### TASK PROMPT
Your answer should be every line of the records that contains the word "started".

### Stored items

╭──

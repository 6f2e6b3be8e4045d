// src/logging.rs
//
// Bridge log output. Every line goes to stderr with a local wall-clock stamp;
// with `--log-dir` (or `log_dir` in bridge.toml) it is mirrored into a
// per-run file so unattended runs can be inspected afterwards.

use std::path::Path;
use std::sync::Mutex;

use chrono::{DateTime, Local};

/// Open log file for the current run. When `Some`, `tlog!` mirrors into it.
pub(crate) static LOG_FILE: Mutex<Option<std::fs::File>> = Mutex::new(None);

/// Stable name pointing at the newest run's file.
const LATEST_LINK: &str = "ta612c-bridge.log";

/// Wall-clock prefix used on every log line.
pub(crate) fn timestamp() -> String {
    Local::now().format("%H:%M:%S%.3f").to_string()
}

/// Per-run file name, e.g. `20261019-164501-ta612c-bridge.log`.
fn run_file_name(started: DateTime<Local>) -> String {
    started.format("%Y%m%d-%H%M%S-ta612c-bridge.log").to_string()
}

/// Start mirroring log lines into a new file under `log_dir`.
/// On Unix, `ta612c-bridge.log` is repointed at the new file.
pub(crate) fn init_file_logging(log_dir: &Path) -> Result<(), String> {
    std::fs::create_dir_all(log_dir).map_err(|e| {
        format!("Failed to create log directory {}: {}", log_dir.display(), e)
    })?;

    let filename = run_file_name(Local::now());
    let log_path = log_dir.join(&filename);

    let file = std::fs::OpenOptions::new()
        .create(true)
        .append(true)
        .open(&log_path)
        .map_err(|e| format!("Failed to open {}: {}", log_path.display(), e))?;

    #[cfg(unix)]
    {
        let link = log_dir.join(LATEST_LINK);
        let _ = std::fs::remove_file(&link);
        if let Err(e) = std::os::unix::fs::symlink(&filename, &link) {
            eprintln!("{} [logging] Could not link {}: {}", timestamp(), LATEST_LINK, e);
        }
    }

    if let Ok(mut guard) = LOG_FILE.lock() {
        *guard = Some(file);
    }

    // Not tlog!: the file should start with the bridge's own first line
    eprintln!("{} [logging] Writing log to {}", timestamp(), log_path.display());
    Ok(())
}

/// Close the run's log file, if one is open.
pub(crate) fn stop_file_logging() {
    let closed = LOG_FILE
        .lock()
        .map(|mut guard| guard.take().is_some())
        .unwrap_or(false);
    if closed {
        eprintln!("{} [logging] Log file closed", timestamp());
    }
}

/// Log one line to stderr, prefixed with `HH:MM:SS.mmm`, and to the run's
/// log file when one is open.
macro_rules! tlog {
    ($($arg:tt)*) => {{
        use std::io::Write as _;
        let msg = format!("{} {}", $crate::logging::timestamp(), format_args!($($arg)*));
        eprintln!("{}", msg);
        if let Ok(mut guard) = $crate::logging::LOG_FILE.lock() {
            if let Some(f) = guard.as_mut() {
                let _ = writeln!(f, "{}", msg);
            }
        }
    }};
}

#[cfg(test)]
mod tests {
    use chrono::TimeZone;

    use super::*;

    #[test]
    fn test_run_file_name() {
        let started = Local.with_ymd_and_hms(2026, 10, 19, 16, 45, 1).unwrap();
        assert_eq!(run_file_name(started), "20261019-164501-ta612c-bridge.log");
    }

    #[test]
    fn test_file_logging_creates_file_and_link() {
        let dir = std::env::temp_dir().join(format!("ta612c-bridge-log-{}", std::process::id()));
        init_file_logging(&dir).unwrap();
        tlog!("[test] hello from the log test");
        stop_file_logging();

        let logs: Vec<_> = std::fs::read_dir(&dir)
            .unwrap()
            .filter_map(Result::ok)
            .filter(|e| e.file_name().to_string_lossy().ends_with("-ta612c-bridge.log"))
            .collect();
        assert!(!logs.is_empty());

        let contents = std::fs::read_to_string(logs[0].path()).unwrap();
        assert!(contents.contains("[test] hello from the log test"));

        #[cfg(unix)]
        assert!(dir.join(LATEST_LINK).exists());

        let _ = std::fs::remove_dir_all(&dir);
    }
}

╰──
╭──

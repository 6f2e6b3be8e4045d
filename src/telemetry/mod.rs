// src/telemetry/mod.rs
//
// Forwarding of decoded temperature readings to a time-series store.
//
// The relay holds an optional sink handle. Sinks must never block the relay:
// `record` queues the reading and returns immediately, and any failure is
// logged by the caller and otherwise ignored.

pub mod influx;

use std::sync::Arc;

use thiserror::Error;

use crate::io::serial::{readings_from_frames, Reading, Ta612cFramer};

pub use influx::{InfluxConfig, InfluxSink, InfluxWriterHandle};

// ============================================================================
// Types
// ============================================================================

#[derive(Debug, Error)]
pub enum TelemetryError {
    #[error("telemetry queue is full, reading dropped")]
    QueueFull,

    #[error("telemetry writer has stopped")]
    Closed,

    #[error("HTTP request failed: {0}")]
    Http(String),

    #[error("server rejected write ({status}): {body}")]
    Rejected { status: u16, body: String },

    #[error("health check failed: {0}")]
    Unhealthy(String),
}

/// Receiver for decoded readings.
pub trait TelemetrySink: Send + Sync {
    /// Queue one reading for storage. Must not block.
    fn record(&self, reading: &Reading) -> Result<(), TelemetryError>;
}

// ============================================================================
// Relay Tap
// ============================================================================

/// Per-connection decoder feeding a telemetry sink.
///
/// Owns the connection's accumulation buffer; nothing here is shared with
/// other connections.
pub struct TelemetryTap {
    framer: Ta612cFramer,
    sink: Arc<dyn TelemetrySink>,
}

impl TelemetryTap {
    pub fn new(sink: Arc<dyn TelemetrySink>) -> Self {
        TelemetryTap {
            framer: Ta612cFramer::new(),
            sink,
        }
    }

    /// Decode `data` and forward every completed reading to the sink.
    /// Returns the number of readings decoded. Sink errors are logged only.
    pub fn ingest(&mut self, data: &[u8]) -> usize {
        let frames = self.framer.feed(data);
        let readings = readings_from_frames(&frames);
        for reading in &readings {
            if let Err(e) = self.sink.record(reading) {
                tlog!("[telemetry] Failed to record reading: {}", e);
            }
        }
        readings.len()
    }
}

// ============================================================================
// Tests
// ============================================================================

╰──

### SOLUTION TO THE PROBLEM
fn run_file_name(started: DateTime<Local>) -> String {
    started.format("%Y%m%d-%H%M%S-ta612c-bridge.log").to_string()
        let started = Local.with_ymd_and_hms(2026, 10, 19, 16, 45, 1).unwrap();
        assert_eq!(run_file_name(started), "20261019-164501-ta612c-bridge.log");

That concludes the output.